"దేశ భాషలందు తెలుగు లెస్స" - తుళువ రాజు శ్రీకృష్ణదేవరాయ
"dESa bhAshalaMdu telugu lessa" - tuLuva rAju SrI kRshNadEvarAya
Telugu is the sweetest among all languages of the Land - Great Tuluva Emperor Sri Krishnadeva Raya, 16th Century

తెలుగు మాట...తేనె ఊట
TELUGU...a language sweeter than honey

మంచిని పంచుదాము వడపోసిన తేనీటి రూపం లో
తేనెకన్న మంచిదని తెలుగును చాటుదాము వేనోల్ల
ఇదే నా ఆకాంక్ష, అందరి నుంచి కోరుకునె చిరు మాట

"TELUGU - Italian of the East" - Niccolo Da Conti, 15th Century


"సుందర తెలుంగిళ్ పాటిసైతు" - శ్రీ సుబ్రహ్మణ్య భారతి
"suMdara teluMgiL paaTisaitu" - SrI subrahmaNya bhArati
Let us sing in Sweet Telugu - Tamil poet Sri Subrahmanya Bharati, 20th Century

Friday, March 24, 2006

Telugu translation as stress buster

We’re at lunch at Masala Bay at the Taj Land’s End and Baru Rao takes a swig of the chaas both of us have ordered as he says, “Pleasure seems to make Indians feel guilty — we need to get out of that.” A moment later, he gasps in anything but pleasure and calls for the maitre d’.

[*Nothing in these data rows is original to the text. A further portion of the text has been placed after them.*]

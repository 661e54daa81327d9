//! Dense 5-minute bucket grid construction and accumulation.

use crate::error::StepsError;
use crate::pipeline::types::{BucketGrid, StepRecord, Window};
use chrono::{Duration, NaiveDateTime, NaiveTime, Timelike};
use std::collections::BTreeMap;

const BUCKET_MINUTES: i64 = 5;
const BUCKETS_PER_DAY: usize = 24 * 12;

/// Sums filtered records into a gap-free 5-minute grid.
///
/// The grid walks whole calendar days bracketing the window rather than
/// clipping to the exact instants, so boundary days contribute all 288
/// buckets; the ones outside [start, end] stay at 0 because the filter
/// already removed their records.
pub fn aggregate(records: &[StepRecord], window: &Window) -> Result<BucketGrid, StepsError> {
    let mut buckets = BTreeMap::new();

    let mut day_start = window.start.date().and_time(NaiveTime::MIN);
    while day_start <= window.end {
        let mut key = day_start;
        for _ in 0..BUCKETS_PER_DAY {
            buckets.insert(key, 0i64);
            key += Duration::minutes(BUCKET_MINUTES);
        }
        day_start += Duration::days(1);
    }

    for record in records {
        let key = bucket_key(record.timestamp);
        match buckets.get_mut(&key) {
            Some(total) => *total += record.value,
            None => {
                return Err(StepsError::InternalConsistency {
                    timestamp: record.timestamp,
                    bucket: key,
                });
            }
        }
    }

    Ok(BucketGrid { buckets })
}

/// Truncates a timestamp to the start of its containing 5-minute bucket.
fn bucket_key(ts: NaiveDateTime) -> NaiveDateTime {
    let past_bucket = i64::from(ts.second()) + (i64::from(ts.minute()) % BUCKET_MINUTES) * 60;
    ts - Duration::seconds(past_bucket)
}
//! Failure taxonomy for the processing pipeline.
//!
//! Every error is fatal for the run: there is no retry and no partial
//! output, since the result is a user-facing report.

use chrono::NaiveDateTime;
use thiserror::Error;

#[derive(Debug, Error)]
#[non_exhaustive]
pub enum StepsError {
    /// A required input (export directory, start date, end date) was not
    /// supplied or could not be understood.
    #[error("missing or unusable input: {0}")]
    MissingInput(&'static str),

    /// The export contains no `steps-*.json` members at all.
    #[error("no step files found in the export")]
    EmptySourceSet,

    /// The archive reader could not retrieve a selected member's content.
    #[error("failed to read entry {name}")]
    EntryReadFailure {
        name: String,
        #[source]
        source: anyhow::Error,
    },

    /// A selected member's content is not a valid record list, or a record
    /// carries an unparseable timestamp or a non-numeric value.
    #[error("failed to parse entry {name}: {reason}")]
    EntryParseFailure { name: String, reason: String },

    /// A filtered record mapped to a bucket key absent from the pre-built
    /// grid. The grid covers every day the window touches, so this is
    /// unreachable unless the grid construction is broken.
    #[error("record at {timestamp} maps to bucket {bucket} missing from the grid")]
    InternalConsistency {
        timestamp: NaiveDateTime,
        bucket: NaiveDateTime,
    },
}
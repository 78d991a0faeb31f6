use anyhow::Result;
use ofhub::{HubError, MessageHub};
use ofproto::{OFPET_FLOW_MOD_FAILED, OfPayload, OfpErrorMsg, Xid};
use pipelined_tests::{MockSwitch, framework::*};
use std::time::Duration;

const SW1: u64 = 0x00005e00c0ffee01;

#[async_std::test]
async fn batch_then_barrier_all_ok() -> Result<()> {
    let hub = MessageHub::new(init_logging());
    let sw = MockSwitch::new(SW1);

    let msgs = vec![test_flow(0, 1), test_flow(0, 2)];
    let chan = hub.send(&sw, msgs.clone(), "t1", Duration::from_millis(1000), None)?;

    // The transmitted sequence is the two messages in order, then
    // exactly one barrier.
    let sent = sw.sent();
    assert_eq!(sent.len(), 3);
    assert_eq!(sent[0].payload, OfPayload::FlowMod(msgs[0].clone()));
    assert_eq!(sent[1].payload, OfPayload::FlowMod(msgs[1].clone()));
    assert!(sent[2].is_barrier());

    hub.on_barrier_ack(SW1, sent[2].xid);
    for expected_xid in [sent[0].xid, sent[1].xid] {
        let reply = chan.get(Duration::from_millis(1000)).await?;
        assert_eq!(reply.txn_tag, "t1");
        assert_eq!(reply.message_xid, expected_xid);
        assert!(reply.ok());
    }
    Ok(())
}

#[async_std::test]
async fn per_message_error_is_isolated() -> Result<()> {
    let hub = MessageHub::new(init_logging());
    let sw = MockSwitch::new(SW1);

    let msgs = vec![test_flow(0, 1), test_flow(0, 2), test_flow(0, 3)];
    let chan = hub.send(&sw, msgs, "t1", Duration::from_millis(1000), None)?;
    let sent = sw.sent();

    // Message 2 of 3 is rejected before the barrier reply arrives.
    let error = OfpErrorMsg::new(OFPET_FLOW_MOD_FAILED, 0);
    hub.on_message_error(SW1, sent[1].xid, error.clone());
    hub.on_barrier_ack(SW1, sent[3].xid);

    let first = chan.get(Duration::from_millis(1000)).await?;
    assert!(first.ok());
    let second = chan.get(Duration::from_millis(1000)).await?;
    assert_eq!(second.result, Err(error));
    let third = chan.get(Duration::from_millis(1000)).await?;
    assert!(third.ok());
    Ok(())
}

#[async_std::test]
async fn send_to_disconnected_switch_fails_fast() -> Result<()> {
    let hub = MessageHub::new(init_logging());
    let sw = MockSwitch::new(SW1);
    sw.disconnect();

    let err = hub
        .send(&sw, vec![test_flow(0, 1)], "t1", Duration::from_millis(1000), None)
        .unwrap_err();
    assert!(matches!(err, HubError::SwitchDisconnected(SW1)));
    // Nothing was transmitted: no partial batch, no barrier.
    assert!(sw.sent().is_empty());
    Ok(())
}

#[async_std::test]
async fn reply_times_out_without_barrier_ack() -> Result<()> {
    let hub = MessageHub::new(init_logging());
    let sw = MockSwitch::new(SW1);

    let chan = hub.send(&sw, vec![test_flow(0, 1)], "t1", Duration::from_millis(50), None)?;
    let err = chan.get(Duration::from_millis(100)).await.unwrap_err();
    assert!(matches!(err, HubError::ChannelTimeout));
    Ok(())
}

#[async_std::test]
async fn barrier_resolves_only_once() -> Result<()> {
    let hub = MessageHub::new(init_logging());
    let sw = MockSwitch::new(SW1);

    let chan = hub.send(&sw, vec![test_flow(0, 1)], "t1", Duration::from_millis(1000), None)?;
    let barrier = sw.sent()[1].xid;

    hub.on_barrier_ack(SW1, barrier);
    assert!(chan.get(Duration::from_millis(1000)).await?.ok());

    // A duplicate acknowledgement of the same barrier produces nothing.
    hub.on_barrier_ack(SW1, barrier);
    let err = chan.get(Duration::from_millis(50)).await.unwrap_err();
    assert!(matches!(err, HubError::ChannelTimeout));
    Ok(())
}

#[async_std::test]
async fn expired_transaction_ignores_late_barrier() -> Result<()> {
    let hub = MessageHub::new(init_logging());
    let sw = MockSwitch::new(SW1);

    let chan = hub.send(&sw, vec![test_flow(0, 1)], "t1", Duration::from_millis(10), None)?;
    let barrier = sw.sent()[1].xid;

    // Give the deadline sweeper ample time to expire the transaction,
    // then deliver the barrier reply late.
    async_std::task::sleep(Duration::from_millis(200)).await;
    hub.on_barrier_ack(SW1, barrier);

    let err = chan.get(Duration::from_millis(50)).await.unwrap_err();
    assert!(matches!(err, HubError::ChannelTimeout));
    Ok(())
}

#[async_std::test]
async fn unknown_switch_events_are_ignored() -> Result<()> {
    let hub = MessageHub::new(init_logging());

    // Events for a switch the hub has never seen must be harmless:
    // several apps share one event stream.
    hub.on_barrier_ack(0xdead, Xid(42));
    hub.on_message_error(0xdead, Xid(43), OfpErrorMsg::new(OFPET_FLOW_MOD_FAILED, 0));

    // The hub still works normally afterwards.
    let sw = MockSwitch::new(SW1);
    let chan = hub.send(&sw, vec![test_flow(0, 1)], "t1", Duration::from_millis(1000), None)?;
    hub.on_barrier_ack(SW1, sw.sent()[1].xid);
    expect_ok_replies(&chan, 1).await
}

#[async_std::test]
async fn empty_batch_sends_lone_barrier() -> Result<()> {
    let hub = MessageHub::new(init_logging());
    let sw = MockSwitch::new(SW1);

    // Callers flush a switch by sending an empty batch.
    let chan = hub.send(&sw, vec![], "flush", Duration::from_millis(1000), None)?;
    let sent = sw.sent();
    assert_eq!(sent.len(), 1);
    assert!(sent[0].is_barrier());

    // The barrier itself is answered, so the flushing caller can
    // observe completion.
    hub.on_barrier_ack(SW1, sent[0].xid);
    let reply = chan.get(Duration::from_millis(1000)).await?;
    assert_eq!(reply.txn_tag, "flush");
    assert_eq!(reply.message_xid, sent[0].xid);
    assert!(reply.ok());
    Ok(())
}

#[async_std::test]
async fn batches_can_share_one_channel() -> Result<()> {
    let hub = MessageHub::new(init_logging());
    let sw = MockSwitch::new(SW1);

    let chan = hub.send(&sw, vec![test_flow(0, 1)], "a", Duration::from_millis(1000), None)?;
    let chan2 = hub.send(
        &sw,
        vec![test_flow(0, 2)],
        "b",
        Duration::from_millis(1000),
        Some(chan.clone()),
    )?;

    for barrier in sw.barrier_xids() {
        hub.on_barrier_ack(SW1, barrier);
    }
    let mut tags = vec![
        chan2.get(Duration::from_millis(1000)).await?.txn_tag,
        chan2.get(Duration::from_millis(1000)).await?.txn_tag,
    ];
    tags.sort();
    assert_eq!(tags, ["a", "b"]);
    Ok(())
}

#[async_std::test]
async fn send_single_is_fire_and_forget() -> Result<()> {
    let hub = MessageHub::new(init_logging());
    let sw = MockSwitch::new(SW1);

    hub.send_single(&sw, test_flow(0, 1), 3).await?;
    let sent = sw.sent();
    assert_eq!(sent.len(), 1);
    assert!(!sent[0].is_barrier());
    Ok(())
}

#[async_std::test]
async fn send_single_retries_then_surfaces_disconnect() -> Result<()> {
    let hub = MessageHub::new(init_logging());
    let sw = MockSwitch::new(SW1);
    sw.disconnect();

    let err = hub.send_single(&sw, test_flow(0, 1), 2).await.unwrap_err();
    assert!(matches!(err, HubError::SwitchDisconnected(SW1)));
    Ok(())
}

I’ve already had a sip of the concoction and know what the CEO of Capgemini Consulting is going through. This restaurant obviously takes it’s name seriously and the chaas is loaded with spices, mostly green chilli. “I’m from Andhra and this thing is too hot even for me,” Rao tells the waiter, as the deadly drink is taken away.

The 48-year-old Rao is a child of the knowledge economy, a mild mannered intellectual who credits the IT industry with opening up a world of opportunity for a “simple young engineer from Warangal”. He’s spent eight years working in the USA and Switzerland before returning home to India, and now he’s taken up extra-curricular activities like doing a PhD on “outsourcing in software maintenance” from Mumbai University and translating the Ramayana into Telugu.

“The Ramayana has fascinated me since I first read Rajaji’s version at the age of seven,” he says. “Having an absorbing hobby of this kind helps take away the stress of work.”

A voracious reader of Telugu literature, Rao earlier wrote — and published — articles, short stories and poems in his native language. Now he’s translated the సుందరకాండ (Sundarakanda )— that part of Tulsidas’s epic that begins with the search for Sita and ends with Hanuman finding her in Lanka — from Awadhi, a language he’s less than familiar with.

The Sundarakanda consists of 600 poems, and Rao worked on the project over the weekends for a year. “I enjoy the sheer poetry of the Ramayana,” he says. “What also interests me is the insights it gives on the dilemmas of what constitutes right and wrong. They have great application in today’s workplace.”

Rao’s approach to the Ramayana is intellectual, rather than religious, and he eschews participating in the numerous “discourses” that are organised on the epic, saying that these tend to be “too pedagogic.” But in the eight years that he’s lived in Mumbai, Rao’s hobbies have put him in touch with numerous people outside of the corporate world. His closest friends are academicians, social workers and, of course, those who are into dissecting the Ramayana.

Rao’s wife works at the Indian Institute of Technology, Powai, and his two sons, Aditya and Anant are in the 11th and 7th standard where “they are just getting into serious education.” Last year, the family vacationed in Europe and this year, the plan is to explore the far East.

The family lives in Lokhandwala, Andheri, a good one-and-a-half hour drive from the Capgemini offices in Vikhroli, which gives Rao ample time to read. “I like Lokhandwala because it’s a happening kind of place, with lots of streetlife and people moving around all the time,” he says.